WIP (frozen) - 8way platform scroller (MWP technique)

MaPa · November 11, 2010

Just posting my test of use MWP technique in a game scenario. It is working somehow, not ideally coded and it made me too many headaches to code it. One file is with hw sprite, one with software sprite and one with soft sprite and with indication how much CPU time it takes to draw the only one sprite. Yellow parts are character definitions drawing (4x4 chars), purple parts some overhead which takes quite a lot cpu time due to MWP video ram wrap etc. Yes, it was coded with purpose to do a finished game, but the project is now frozen (like almost for two years now).

dino.xex

dino_soft.xex

dino_soft_bars.xex

Rybags · November 11, 2010

Looks good... though you should know that now you'll be unindated with requests to finish it... or turn it into something else.

MaPa · November 11, 2010

Looks good... though you should know that now you'll be unindated with requests to finish it... or turn it into something else.

I don't worry, I'm a stoic person so I'll ignore it successfully or maybe it will push me to do something with it and finish it in some form which would be good too.

Edited November 11, 2010 by MaPa

mimo · November 11, 2010

Looks very nice

Heaven/TQA · November 11, 2010

I just went yesterday into Boinxx... so I am a stoic person, too...

Heaven/TQA · November 11, 2010

I think MWP is useful for 5200 or 400 games but I still not see any advantage in realgame situations?

popmilo · November 11, 2010

It looks like mwp is working... Soft sprite routine is rather slow, but I bet there must be a reason

ps. I collected all the fruit and nothing happend you really should do something about it

MaPa · November 12, 2010

I think MWP is useful for 5200 or 400 games but I still not see any advantage in realgame situations?

IMHO it's for saving memory, in antic mode 4 you need only about 1kB for 8way scroll screen instead of 4kb (AFAIK how 8way should be done in normal way). But for just a little 3kB saving it brings other complications etc.
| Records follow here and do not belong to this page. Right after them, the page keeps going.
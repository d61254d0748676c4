//! Utility functions for randomly generating datasets

use ndarray::{s, Array, Array1, Array2, ArrayBase, Data, Ix1, Ix2};
use ndarray_rand::{
    rand::Rng,
    rand_distr::{Distribution, StandardNormal},
    RandomExt,
};

/// Special case of `blobs_with_distribution` with a standard normal distribution.
pub fn blobs(
    blob_size: usize,
    blob_centroids: &ArrayBase<impl Data<Elem = f64>, Ix2>,
    rng: &mut impl Rng,
) -> Array2<f64> {
    blobs_with_distribution(blob_size, blob_centroids, StandardNormal, rng)
}

/// Given an input matrix `blob_centroids`, with shape `(n_blobs, n_features)`,
/// generate `blob_size` data points (a "blob") around each of the blob centroids.
///
/// Rows are grouped by blob: the first `blob_size` rows belong to the first centroid and so on.
pub fn blobs_with_distribution(
    blob_size: usize,
    blob_centroids: &ArrayBase<impl Data<Elem = f64>, Ix2>,
    distribution: impl Distribution<f64> + Clone,
    rng: &mut impl Rng,
) -> Array2<f64> {
    let (n_centroids, n_features) = blob_centroids.dim();
    let mut blobs: Array2<f64> = Array2::zeros((n_centroids * blob_size, n_features));

    for (blob_index, blob_centroid) in blob_centroids.rows().into_iter().enumerate() {
        let blob = make_blob(blob_size, &blob_centroid, distribution.clone(), rng);

        let indexes = s![blob_index * blob_size..(blob_index + 1) * blob_size, ..];
        blobs.slice_mut(indexes).assign(&blob);
    }
    blobs
}

/// Gaussian blobs together with their class labels.
///
/// The label of a row is the index of the centroid it was drawn around, so a call with `k`
/// centroids produces a `k`-class classification problem with `blob_size` rows per class.
pub fn labelled_blobs(
    blob_size: usize,
    blob_centroids: &ArrayBase<impl Data<Elem = f64>, Ix2>,
    rng: &mut impl Rng,
) -> (Array2<f64>, Array1<usize>) {
    let records = blobs(blob_size, blob_centroids, rng);
    let targets = (0..blob_centroids.nrows())
        .flat_map(|label| std::iter::repeat(label).take(blob_size))
        .collect::<Array1<_>>();

    (records, targets)
}

/// Like [`labelled_blobs`] but the rows of the different classes are interleaved.
///
/// Useful to check that consumers do not rely on the input being sorted by label.
pub fn shuffled_labelled_blobs(
    blob_size: usize,
    blob_centroids: &ArrayBase<impl Data<Elem = f64>, Ix2>,
    rng: &mut impl Rng,
) -> (Array2<f64>, Array1<usize>) {
    let (records, targets) = labelled_blobs(blob_size, blob_centroids, rng);
    let n_blobs = blob_centroids.nrows();

    // row i of the output takes the (i / n_blobs)-th point of blob (i % n_blobs)
    let order = (0..records.nrows())
        .map(|i| (i % n_blobs) * blob_size + i / n_blobs)
        .collect::<Vec<_>>();

    (
        records.select(ndarray::Axis(0), &order),
        targets.select(ndarray::Axis(0), &order),
    )
}

/// Generate `blob_size` data points (a "blob") around `blob_centroid` using the given distribution.
fn make_blob(
    blob_size: usize,
    blob_centroid: &ArrayBase<impl Data<Elem = f64>, Ix1>,
    distribution: impl Distribution<f64>,
    rng: &mut impl Rng,
) -> Array2<f64> {
    let shape = (blob_size, blob_centroid.len());
    let origin_blob: Array2<f64> = Array::random_using(shape, distribution, rng);
    origin_blob + blob_centroid
}

#[cfg(test)]
mod tests {
    use super::*;
    use ndarray::array;
    use ndarray_rand::rand::SeedableRng;
    use rand_xoshiro::Xoshiro256Plus;

    #[test]
    fn labels_follow_blob_order() {
        let mut rng = Xoshiro256Plus::seed_from_u64(3);
        let centroids = array![[0., 0.], [5., 5.], [-5., 5.]];
        let (x, y) = labelled_blobs(4, &centroids, &mut rng);

        assert_eq!(x.dim(), (12, 2));
        assert_eq!(y, array![0usize, 0, 0, 0, 1, 1, 1, 1, 2, 2, 2, 2]);
    }

    #[test]
    fn shuffled_blobs_interleave_labels() {
        let mut rng = Xoshiro256Plus::seed_from_u64(3);
        let centroids = array![[0.], [100.]];
        let (x, y) = shuffled_labelled_blobs(3, &centroids, &mut rng);

        assert_eq!(y, array![0usize, 1, 0, 1, 0, 1]);
        for (row, label) in x.rows().into_iter().zip(y.iter()) {
            assert_eq!(row[0] > 50., *label == 1);
        }
    }
}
It looks like mwp is working... Soft sprite routine is rather slow, but I bet there must be a reason

ps. I collected all the fruit and nothing happend you really should do something about it

Hehe, the item collecting was added relatively recently. I must have been bored that I did something new into it. The soft sprite routine surely can be done faster but IMHO not that much if you will not do totally unrolled loops with hardcoded data which is IMHO unrealistic in good game scenario in 64kB RAM. Just pure copying and masking data into 16 chars that the sprites occupies takes around 2400 cycles (only 26 lines high sprite so not copying full 4 chars) which is around 40 scanlines and that's around 7 char lines (due to badlines). And you need to adjust pointer where you read video ram to get char under the sprite, get its offset and prepare pointer to its definition. In MWP where the screen is notlinear, it can wrap anywhere back to the beginning of video memory area, so you need to check that condition etc. so it will sum up to some "nice" overhead. As pure copying takes 23 cycles per byte (indexed lda, and, ora, sta = 21 cycles without page crossing + iny = 23 cycles total) * 8 bytes in char = 184 cycles copying one char and then comes the overhead where you have some multiple lda, sta, adc, sbc, cmp, bne etc. and you have easily another 50+ cycles per character.
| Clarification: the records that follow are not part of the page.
use crate::{
    dataset::Float,
    error::{Error, Result},
    strategy::DimensionReduction,
    tree::{TreeParams, TreeValidParams},
    ParamGuard,
};

#[cfg(feature = "serde")]
use serde_crate::{Deserialize, Serialize};

use super::Forest;

/// The set of hyperparameters that can be specified for fitting a
/// [projection pursuit forest](Forest).
///
/// ### Example
///
/// ```rust
/// use ppforest::prelude::*;
/// use ndarray::array;
///
/// let data = DataSpec::new(
///     array![[0., 1.], [0.5, 0.], [1., 1.], [6., 5.], [6.5, 6.], [7., 5.]],
///     array![0usize, 0, 0, 1, 1, 1],
/// ).unwrap();
///
/// // A forest of 10 trees, each split searches on one random feature
/// let forest = Forest::params(10).n_vars(1).seed(42).fit(&data).unwrap();
///
/// assert_eq!(forest.trees().len(), 10);
/// assert_eq!(forest.predict(&array![[6.2, 5.5]]), array![1]);
/// ```
#[cfg_attr(
    feature = "serde",
    derive(Serialize, Deserialize),
    serde(crate = "serde_crate")
)]
#[derive(Clone, Copy, Debug, PartialEq)]
pub struct ForestValidParams<F, L> {
    size: usize,
    seed: u64,
    n_threads: Option<usize>,
    max_retries: usize,
    tree: TreeValidParams<F, L>,
}

impl<F: Float, L> ForestValidParams<F, L> {
    /// Number of trees
    pub fn size(&self) -> usize {
        self.size
    }

    pub fn seed(&self) -> u64 {
        self.seed
    }

    /// Size of the dedicated thread pool, `None` runs on the global rayon pool
    pub fn n_threads(&self) -> Option<usize> {
        self.n_threads
    }

    /// Number of times a tree redraws its bootstrap sample after a degenerate split
    pub fn max_retries(&self) -> usize {
        self.max_retries
    }

    /// Hyperparameters of every tree
    pub fn tree(&self) -> &TreeValidParams<F, L> {
        &self.tree
    }
}

#[cfg_attr(
    feature = "serde",
    derive(Serialize, Deserialize),
    serde(crate = "serde_crate")
)]
#[derive(Clone, Copy, Debug, PartialEq)]
pub struct ForestParams<F, L>(ForestValidParams<F, L>);

impl<F: Float, L> ForestParams<F, L> {
    pub fn new(size: usize) -> Self {
        Self(ForestValidParams {
            size,
            seed: 0,
            n_threads: None,
            max_retries: 3,
            tree: TreeValidParams::default(),
        })
    }

    /// Sets the number of trees
    pub fn size(mut self, size: usize) -> Self {
        self.0.size = size;
        self
    }

    /// Sets the seed from which the bootstrap samples and feature selections of all trees derive
    pub fn seed(mut self, seed: u64) -> Self {
        self.0.seed = seed;
        self
    }

    /// Trains on a dedicated pool of `n_threads` threads
    pub fn n_threads(mut self, n_threads: usize) -> Self {
        self.0.n_threads = Some(n_threads);
        self
    }

    /// Sets how often a tree may redraw its bootstrap sample after a degenerate split
    pub fn max_retries(mut self, max_retries: usize) -> Self {
        self.0.max_retries = max_retries;
        self
    }

    /// Sets the hyperparameters of every tree
    ///
    /// The seed of `tree` is ignored, trees draw their randomness from the forest seed.
    pub fn tree(mut self, tree: TreeParams<F, L>) -> Self {
        self.0.tree = tree.0;
        self
    }

    /// Sets the blending parameter of the within-class scatter of every tree
    pub fn lambda(mut self, lambda: F) -> Self {
        self.0.tree = TreeParams(self.0.tree).lambda(lambda).0;
        self
    }

    /// Sets the feature subsampling of every split
    pub fn dimension_reduction(mut self, dimension_reduction: DimensionReduction) -> Self {
        self.0.tree = TreeParams(self.0.tree)
            .dimension_reduction(dimension_reduction)
            .0;
        self
    }

    /// Shorthand for a uniform selection of `n_vars` features per split
    pub fn n_vars(self, n_vars: usize) -> Self {
        self.dimension_reduction(DimensionReduction::Uniform { n_vars })
    }
}

impl<F: Float, L> Forest<F, L> {
    /// Defaults are provided if the optional parameters are not specified:
    /// * `seed = 0`
    /// * `n_threads = None`
    /// * `max_retries = 3`
    /// * tree defaults of [`Tree::params`](crate::Tree::params)
    // Violates the convention that new should return a value of type `Self`
    #[allow(clippy::new_ret_no_self)]
    pub fn params(size: usize) -> ForestParams<F, L> {
        ForestParams::new(size)
    }
}

impl<F: Float, L> ParamGuard for ForestParams<F, L> {
    type Checked = ForestValidParams<F, L>;
    type Error = Error;

    fn check_ref(&self) -> Result<&Self::Checked> {
        if self.0.size == 0 {
            return Err(Error::Parameters(
                "a forest needs at least one tree".to_string(),
            ));
        }
        if self.0.n_threads == Some(0) {
            return Err(Error::Parameters(
                "the thread pool needs at least one thread".to_string(),
            ));
        }
        self.0.tree.validate()?;

        Ok(&self.0)
    }

    fn check(self) -> Result<Self::Checked> {
        self.check_ref()?;
        Ok(self.0)
    }
}

#[cfg(test)]
mod tests {
    use super::*;

    #[test]
    fn defaults() {
        let params = ForestParams::<f64, usize>::new(5).check().unwrap();
        assert_eq!(params.size(), 5);
        assert_eq!(params.seed(), 0);
        assert_eq!(params.n_threads(), None);
        assert_eq!(params.max_retries(), 3);
        assert_eq!(params.tree(), &TreeValidParams::default());
    }

    #[test]
    fn tree_settings_are_forwarded() {
        let params = ForestParams::<f64, usize>::new(5)
            .lambda(0.3)
            .n_vars(2)
            .check()
            .unwrap();
        assert_eq!(params.tree().lambda(), 0.3);
        assert_eq!(
            params.tree().dimension_reduction(),
            DimensionReduction::Uniform { n_vars: 2 }
        );
    }

    #[test]
    fn invalid_settings() {
        assert!(ForestParams::<f64, usize>::new(0).check().is_err());
        assert!(ForestParams::<f64, usize>::new(3).n_threads(0).check().is_err());
        assert!(ForestParams::<f64, usize>::new(3).lambda(2.0).check().is_err());
        assert!(ForestParams::<f64, usize>::new(3).n_vars(0).check().is_err());
        assert!(ForestParams::<f64, usize>::new(3).n_threads(2).check().is_ok());
    }
}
Edited November 12, 2010 by MaPa

Heaven/TQA · November 12, 2010

Mapa... yeah. that's what I am thinking, too... makes more things complicated for simple 3k.... but for 5200/400 it can be advantage where RAM is tight...

snicklin · November 12, 2010

MaPa, you are a seriously talented coder. This demo looks a little like a game on the Amiga several years ago.

By the way, what is "MWP" which I keep on seeing on this board?

sack-c0s · November 12, 2010

That's looking pretty damn good actually.

I'd like to see it finished as well, but seeing as I'm sitting in the shadow of a massive pile of work I need to finish *yesterday* I can sympathise on the finding time front

popmilo · November 12, 2010

... And you need to adjust pointer where you read video ram to get char under the sprite, get its offset and prepare pointer to its definition. In MWP where the screen is notlinear, it can wrap anywhere back to the beginning of video memory area, so you need to check that condition etc. so it will sum up to some "nice" overhead. As pure copying takes 23 cycles per byte (indexed lda, and, ora, sta = 21 cycles without page crossing + iny = 23 cycles total) * 8 bytes in char = 184 cycles copying one char and then comes the overhead where you have some multiple lda, sta, adc, sbc, cmp, bne etc. and you have easily another 50+ cycles per character.

I have done soft sprites on C64, and never thought about nonlinear screens... But, same core principal as yours I guess.

Lda, and, ora, sta (all absolute, x or y indexed).

in my routine I separated it in this way:

"restore screen chars under previous sprite position"

"new background to buffer"

"sprite to buffer"

"buffer chars to screen"

I have rough skeleton of new routine that would combine second and third step with assumption of random chars under sprite. Calculations show it would be significantly faster.

And on A8 with its faster cpu it should be possible to make it faster ...

All this with using lookup tables for shifting and a lot of self modifying code.

On c64 it makes sense because 8 sprites (4x4 size) take 128 chars and 128 is left for background...

On A8 this is not the case, so I'm thinking to use some "bitmap" like mode... maybe made of chars to get that one color more but who knows...

Are you using preshifted sprite data ?

popmilo · November 12, 2010

MaPa, you are a seriously talented coder. This demo looks a little like a game on the Amiga several years ago.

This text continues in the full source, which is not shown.